Tamara also proposed a common framework which seems inspired by the field of security and software engineering. It was an interesting way to deal with providing visualization solutions to real world application domain problems. Here slides can be found at www.cs.ubc.ca/~tmm/talks/vis08/vis08.pdf
I think that some of the ideas that they discussed in the panel are crucial to our field of visualization (not just infovis). We need to make sure that we have something more than a long list of papers (textbooks/introductory 1-day workshops at conferences for first time attendees) for new students and practitioners. I am glad to see such enthusiasm and fervor as was palpable at the panel and hope to see many more such events that make us think as a community. I wasnt able to attend the entire panel and so if any of you have any comments on the same, please feel free to add them here.
Building a Research Group in Visualization
Panelists: Hamish Carr, Sheelagh Carpendale, Thomas Ertl, Helwig Hauser, Chris Johnson, Min Chen, Stephen North
This panel was hosted by Hamish Carr, who is at the University College Dublin. The panel started out with each of the esteemed panelists discussing what worked and how things worked out for them as a researcher as well as a research group.

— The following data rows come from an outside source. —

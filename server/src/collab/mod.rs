//! Contracts for the collaborators the chat core consumes but doesn't own.

pub mod localization;
pub mod modules;
pub mod profile;
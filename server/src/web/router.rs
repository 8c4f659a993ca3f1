use std::sync::Arc;

use axum::Router;
use tower_http::trace::TraceLayer;

use super::app_state::AppState;
use super::chat_socket;
use super::rate_limit::{ApiRateLimiters, ws_rate_limit};

/// Build the axum router: the `/chat` WebSocket endpoint behind a per-IP
/// connection limit.
pub fn build_router(state: Arc<AppState>) -> Router {
    build_router_with_limits(state, Arc::new(ApiRateLimiters::default()))
}

pub fn build_router_with_limits(state: Arc<AppState>, rate_limiters: Arc<ApiRateLimiters>) -> Router {
    Router::new()
        .route("/chat", axum::routing::get(chat_socket::ws_upgrade))
        .layer(axum::middleware::from_fn(ws_rate_limit))
        .layer(TraceLayer::new_for_http())
        .layer(axum::Extension(rate_limiters))
        .with_state(state)
}

#[cfg(test)]
mod tests {
    use super::*;
    use crate::engine::chat_hub::tests::Harness;
    use crate::engine::rate_limiter::RateLimiter;
    use axum::body::Body;
    use axum::extract::ConnectInfo;
    use axum::http::{Request, StatusCode};
    use std::net::SocketAddr;
    use tower::ServiceExt;

    fn plain_get(peer: &str) -> Request<Body> {
        let mut req = Request::builder().uri("/chat").body(Body::empty()).unwrap();
        req.extensions_mut()
            .insert(ConnectInfo(peer.parse::<SocketAddr>().unwrap()));
        req
    }

    #[tokio::test]
    async fn test_upgrade_limit_per_peer() {
        let h = Harness::new();
        let state = Arc::new(AppState { hub: h.hub.clone() });
        let limiters = Arc::new(ApiRateLimiters {
            ws: RateLimiter::new(2, 60.0),
        });
        let app = build_router_with_limits(state, limiters);

        for _ in 0..2 {
            let res = app.clone().oneshot(plain_get("198.51.100.4:4000")).await.unwrap();
            // Not a real upgrade, but it got past the limiter
            assert_ne!(res.status(), StatusCode::TOO_MANY_REQUESTS);
        }
        let res = app.clone().oneshot(plain_get("198.51.100.4:4000")).await.unwrap();
        assert_eq!(res.status(), StatusCode::TOO_MANY_REQUESTS);

        let res = app.oneshot(plain_get("198.51.100.5:4000")).await.unwrap();
        assert_ne!(res.status(), StatusCode::TOO_MANY_REQUESTS);
    }

    #[tokio::test]
    async fn test_unknown_route_is_404() {
        let h = Harness::new();
        let app = build_router(Arc::new(AppState { hub: h.hub.clone() }));
        let req = Request::builder().uri("/nope").body(Body::empty()).unwrap();
        let res = app.oneshot(req).await.unwrap();
        assert_eq!(res.status(), StatusCode::NOT_FOUND);
    }
}
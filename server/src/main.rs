use std::net::SocketAddr;
use std::sync::Arc;

use anyhow::Context;
use clap::Parser;
use tokio_util::sync::CancellationToken;
use tracing::{error, info, warn};
use tracing_subscriber::EnvFilter;

use parley_server::auth::listener::AuthServer;
use parley_server::auth::token::TokenAuthority;
use parley_server::collab::localization::TableLocalizer;
use parley_server::collab::profile::HttpProfileSource;
use parley_server::config::ServerConfig;
use parley_server::db::pool::{create_pool, run_migrations};
use parley_server::db::snapshots::SnapshotStore;
use parley_server::engine::chat_hub::{ChatHub, SaveOutcome};
use parley_server::engine::tasks;
use parley_server::web::app_state::AppState;
use parley_server::web::router::build_router;

#[derive(Debug, Parser)]
#[command(name = "parley-server", about = "Parley chat backend")]
struct Cli {
    /// Path to the TOML config file
    #[arg(short, long, default_value = "parley.toml")]
    config: String,
}

#[tokio::main]
async fn main() -> anyhow::Result<()> {
    tracing_subscriber::fmt()
        .with_env_filter(
            EnvFilter::try_from_default_env().unwrap_or_else(|_| EnvFilter::new("info")),
        )
        .init();

    let cli = Cli::parse();
    let config = ServerConfig::load(&cli.config)?;

    // The chat still runs without a database, it just forgets on restart
    let store = match open_store(&config.database.url).await {
        Ok(store) => Some(store),
        Err(e) => {
            error!(error = %e, "database unavailable, running without persistence");
            None
        }
    };

    let tokens = Arc::new(TokenAuthority::new(config.auth.token_lifetime()));
    let profiles = HttpProfileSource::new(
        config.profile.base_url.clone(),
        std::time::Duration::from_secs(config.profile.timeout_secs),
    )
    .context("failed to build profile client")?;

    let mut hub = ChatHub::new(config.clone(), tokens.clone(), Arc::new(profiles));
    if let Some(path) = &config.localization.strings_file {
        hub = hub.with_localizer(Arc::new(TableLocalizer::load_or_empty(path)));
    }
    if let Some(store) = store {
        hub = hub.with_store(store);
    }
    let hub = Arc::new(hub);
    hub.load_from_store().await;

    let auth_server = AuthServer::start(&config.server.auth_address, tokens, &config.auth)
        .await
        .with_context(|| format!("failed to bind auth listener on {}", config.server.auth_address))?;

    let cancel = CancellationToken::new();
    let task_handles = tasks::spawn_all(&hub, &cancel);

    let app = build_router(Arc::new(AppState { hub: hub.clone() }));
    let listener = tokio::net::TcpListener::bind(&config.server.chat_address)
        .await
        .with_context(|| format!("failed to bind chat listener on {}", config.server.chat_address))?;

    info!(
        "Parley server starting (chat: {}, auth: {})",
        config.server.chat_address,
        auth_server.local_addr()
    );

    axum::serve(listener, app.into_make_service_with_connect_info::<SocketAddr>())
        .with_graceful_shutdown(shutdown_signal())
        .await
        .context("chat server error")?;

    info!("shutting down");
    cancel.cancel();
    for handle in task_handles {
        if let Err(e) = handle.await {
            warn!(error = %e, "background task ended abnormally");
        }
    }
    auth_server.stop().await;
    match hub.periodic_save().await {
        SaveOutcome::Saved { sequence } => info!(sequence, "final save complete"),
        SaveOutcome::Disabled => {}
        other => warn!(outcome = ?other, "final save did not complete"),
    }
    Ok(())
}

async fn open_store(url: &str) -> Result<SnapshotStore, sqlx::Error> {
    let pool = create_pool(url).await?;
    run_migrations(&pool).await?;
    Ok(SnapshotStore::new(pool))
}

async fn shutdown_signal() {
    if let Err(e) = tokio::signal::ctrl_c().await {
        error!(error = %e, "failed to listen for shutdown signal");
    }
}
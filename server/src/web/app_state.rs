use std::sync::Arc;

use crate::engine::chat_hub::ChatHub;

/// Shared state handed to every route.
pub struct AppState {
    pub hub: Arc<ChatHub>,
}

Sheelagh Carpendale spoke first and basically said that she had identified five components to ‘success’ as regards forming a creative, productive research group. The five components are (i) Collaboration – Where multiple students collaborate and get more done by helping each other out. (ii) Competition – where students or sub-groups within the lab compete in a healthy manner towards evaluating techniques, developing software modules etc. (iii) Mentoring – Each new student is paired up with a senior member in the lab to help with adjusting to the lab as well as getting up to speed with research in the field. (iv) Individualism – It is critical to identify individual pieces for students so that they can claim ownership of a part of the project. She mentioned that its also important to encourage students to think on their own. (v) Scaffolding – Last but not the least, scaffolding is the glue that provides a productive environment to the students and researchers in the lab. Providing students with sufficient, high quality resources helps them achieve their goals as well as helps the faculty member achieve their goals.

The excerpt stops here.